Non trovo più plausibile che dal prossimo futuro “fare qualcosa da remoto” – sia esso lavorare o un corso di studi o una qualsiasi occasione di fare cose insieme – venga visto come inaccettabile o un piano B, in alcuni casi perfino una “gentil concessione”.
Questi mesi di covid19 hanno dimostrato che non ci siano limitazioni di natura tecnica, che il 99% dei lavori d’ufficio, la didattica e perfino gli aperitivi, a distanza non solo sono possibili ma in molti casi siano di gran lunga superiori dal punto di vista logistico e pratico.
Certo che gli spargifumo e gli affetti da micromanagement non vedranno l’ora di tornare in un ufficio, dato che lavorare in modalità distribuita li espone troppo alle loro stesse debolezze organizzative e produttive.
Bisogna quindi spingere nella nostra pratica quotidiana per cambiare l’ordine delle cose, far diventare normale questa modalità di lavoro e di fruizione di svariate attività, non per avere una società di immobili, ma per ridistribuire la vita in orari e luoghi meno concentrati.
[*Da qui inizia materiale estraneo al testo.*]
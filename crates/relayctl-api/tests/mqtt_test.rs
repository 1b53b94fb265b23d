#![allow(clippy::unwrap_used)]
// MQTT session against an in-process broker speaking MQTT 3.1.1.

use std::time::Duration;

use bytes::BytesMut;
use rumqttc::mqttbytes::v4::{self, ConnAck, ConnectReturnCode, Packet, Publish, SubAck, SubscribeReasonCode};
use rumqttc::mqttbytes::{self, QoS};
use tokio::io::{AsyncReadExt, AsyncWriteExt};
use tokio::net::{TcpListener, TcpStream};
use tokio::time::timeout;
use tokio_util::sync::CancellationToken;

use relayctl_api::{MqttHandle, MqttSettings};

const WAIT: Duration = Duration::from_secs(5);
const MAX_PACKET: usize = 64 * 1024;

// ── Broker side ──────────────────────────────────────────────────────

struct Session {
    stream: TcpStream,
    buf: BytesMut,
}

impl Session {
    async fn accept(listener: &TcpListener) -> Self {
        let (stream, _) = timeout(WAIT, listener.accept()).await.unwrap().unwrap();
        let mut session = Self {
            stream,
            buf: BytesMut::new(),
        };
        match session.read().await {
            Packet::Connect(_) => {}
            other => panic!("expected CONNECT, got {other:?}"),
        }
        let mut out = BytesMut::new();
        ConnAck::new(ConnectReturnCode::Success, false)
            .write(&mut out)
            .unwrap();
        session.write(&out).await;
        session
    }

    async fn read(&mut self) -> Packet {
        loop {
            match v4::read(&mut self.buf, MAX_PACKET) {
                Ok(packet) => return packet,
                Err(mqttbytes::Error::InsufficientBytes(_)) => {
                    let n = timeout(WAIT, self.stream.read_buf(&mut self.buf))
                        .await
                        .unwrap()
                        .unwrap();
                    assert!(n > 0, "client closed the connection");
                }
                Err(e) => panic!("bad packet from client: {e}"),
            }
        }
    }

    async fn write(&mut self, bytes: &[u8]) {
        self.stream.write_all(bytes).await.unwrap();
        self.stream.flush().await.unwrap();
    }

    /// Read until `want` topic filters have been requested, acking each SUBSCRIBE.
    async fn subscriptions(&mut self, want: usize) -> Vec<String> {
        let mut topics = Vec::new();
        while topics.len() < want {
            match self.read().await {
                Packet::Subscribe(sub) => {
                    let codes = sub
                        .filters
                        .iter()
                        .map(|f| SubscribeReasonCode::Success(f.qos))
                        .collect();
                    topics.extend(sub.filters.into_iter().map(|f| f.path));
                    let mut out = BytesMut::new();
                    SubAck::new(sub.pkid, codes).write(&mut out).unwrap();
                    self.write(&out).await;
                }
                Packet::PingReq => {}
                other => panic!("expected SUBSCRIBE, got {other:?}"),
            }
        }
        topics
    }

    async fn publish(&mut self, topic: &str, payload: &str) {
        let mut out = BytesMut::new();
        Publish::new(topic, QoS::AtMostOnce, payload)
            .write(&mut out)
            .unwrap();
        self.write(&out).await;
    }

    async fn next_publish(&mut self) -> Publish {
        loop {
            match self.read().await {
                Packet::Publish(p) => return p,
                Packet::PingReq => {}
                other => panic!("expected PUBLISH, got {other:?}"),
            }
        }
    }
}

async fn broker() -> (TcpListener, MqttSettings) {
    let listener = TcpListener::bind("127.0.0.1:0").await.unwrap();
    let port = listener.local_addr().unwrap().port();
    let settings = MqttSettings {
        broker: format!("mqtt://127.0.0.1:{port}"),
        client_id: "relayctl-test".into(),
        topic_prefix: "home/esp32".into(),
        keep_alive: Duration::from_secs(30),
        reconnect_delay: Duration::from_millis(200),
    };
    (listener, settings)
}

fn sorted(mut topics: Vec<String>) -> Vec<String> {
    topics.sort();
    topics
}

// ── Tests ────────────────────────────────────────────────────────────

#[tokio::test(flavor = "multi_thread")]
async fn connack_subscribes_and_marks_connected() {
    let (listener, settings) = broker().await;
    let handle = MqttHandle::connect(&settings, CancellationToken::new()).unwrap();
    let mut connected = handle.connected();
    assert!(!handle.is_connected());

    let mut session = Session::accept(&listener).await;
    let expected = sorted(handle.topics().subscriptions().to_vec());
    assert_eq!(sorted(session.subscriptions(4).await), expected);

    timeout(WAIT, connected.wait_for(|c| *c)).await.unwrap().unwrap();
    handle.shutdown();
}

#[tokio::test(flavor = "multi_thread")]
async fn messages_flow_both_ways() {
    let (listener, settings) = broker().await;
    let handle = MqttHandle::connect(&settings, CancellationToken::new()).unwrap();
    let mut connected = handle.connected();
    let mut inbound = handle.subscribe();

    let mut session = Session::accept(&listener).await;
    session.subscriptions(4).await;
    timeout(WAIT, connected.wait_for(|c| *c)).await.unwrap().unwrap();

    session
        .publish("home/esp32/feedback1", r#"{"state":"ON"}"#)
        .await;
    let msg = timeout(WAIT, inbound.recv()).await.unwrap().unwrap();
    assert_eq!(msg.topic, "home/esp32/feedback1");
    assert_eq!(msg.payload, br#"{"state":"ON"}"#.to_vec());

    handle.publish_relay(1, true).unwrap();
    let cmd = session.next_publish().await;
    assert_eq!(cmd.topic, "home/esp32/relay1");
    assert_eq!(&cmd.payload[..], b"ON");

    handle.publish_relay(2, false).unwrap();
    let cmd = session.next_publish().await;
    assert_eq!(cmd.topic, "home/esp32/relay2");
    assert_eq!(&cmd.payload[..], b"OFF");

    handle.shutdown();
}

#[tokio::test(flavor = "multi_thread")]
async fn dropped_broker_connection_resubscribes_on_reconnect() {
    let (listener, settings) = broker().await;
    let handle = MqttHandle::connect(&settings, CancellationToken::new()).unwrap();
    let mut connected = handle.connected();

    let mut session = Session::accept(&listener).await;
    session.subscriptions(4).await;
    timeout(WAIT, connected.wait_for(|c| *c)).await.unwrap().unwrap();

    drop(session);
    timeout(WAIT, connected.wait_for(|c| !*c)).await.unwrap().unwrap();
    assert!(handle.publish_relay(1, true).is_err());

    let mut session = Session::accept(&listener).await;
    let expected = sorted(handle.topics().subscriptions().to_vec());
    assert_eq!(sorted(session.subscriptions(4).await), expected);
    timeout(WAIT, connected.wait_for(|c| *c)).await.unwrap().unwrap();

    let mut inbound = handle.subscribe();
    session.publish("home/esp32/error", r#"{"error_code":2}"#).await;
    let msg = timeout(WAIT, inbound.recv()).await.unwrap().unwrap();
    assert_eq!(msg.topic, "home/esp32/error");

    handle.shutdown();
}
La normalità di un mondo distribuito infatti non coincide con il lockdown di questi mesi, ma deve andare a stabilizzarsi per convivere in una piena fruizione degli spazi pubblici e della socialità personale, che potrà rinascere finalmente nel territorio dove si abita, smantellando così progressivamente il concetto di zone dormitorio.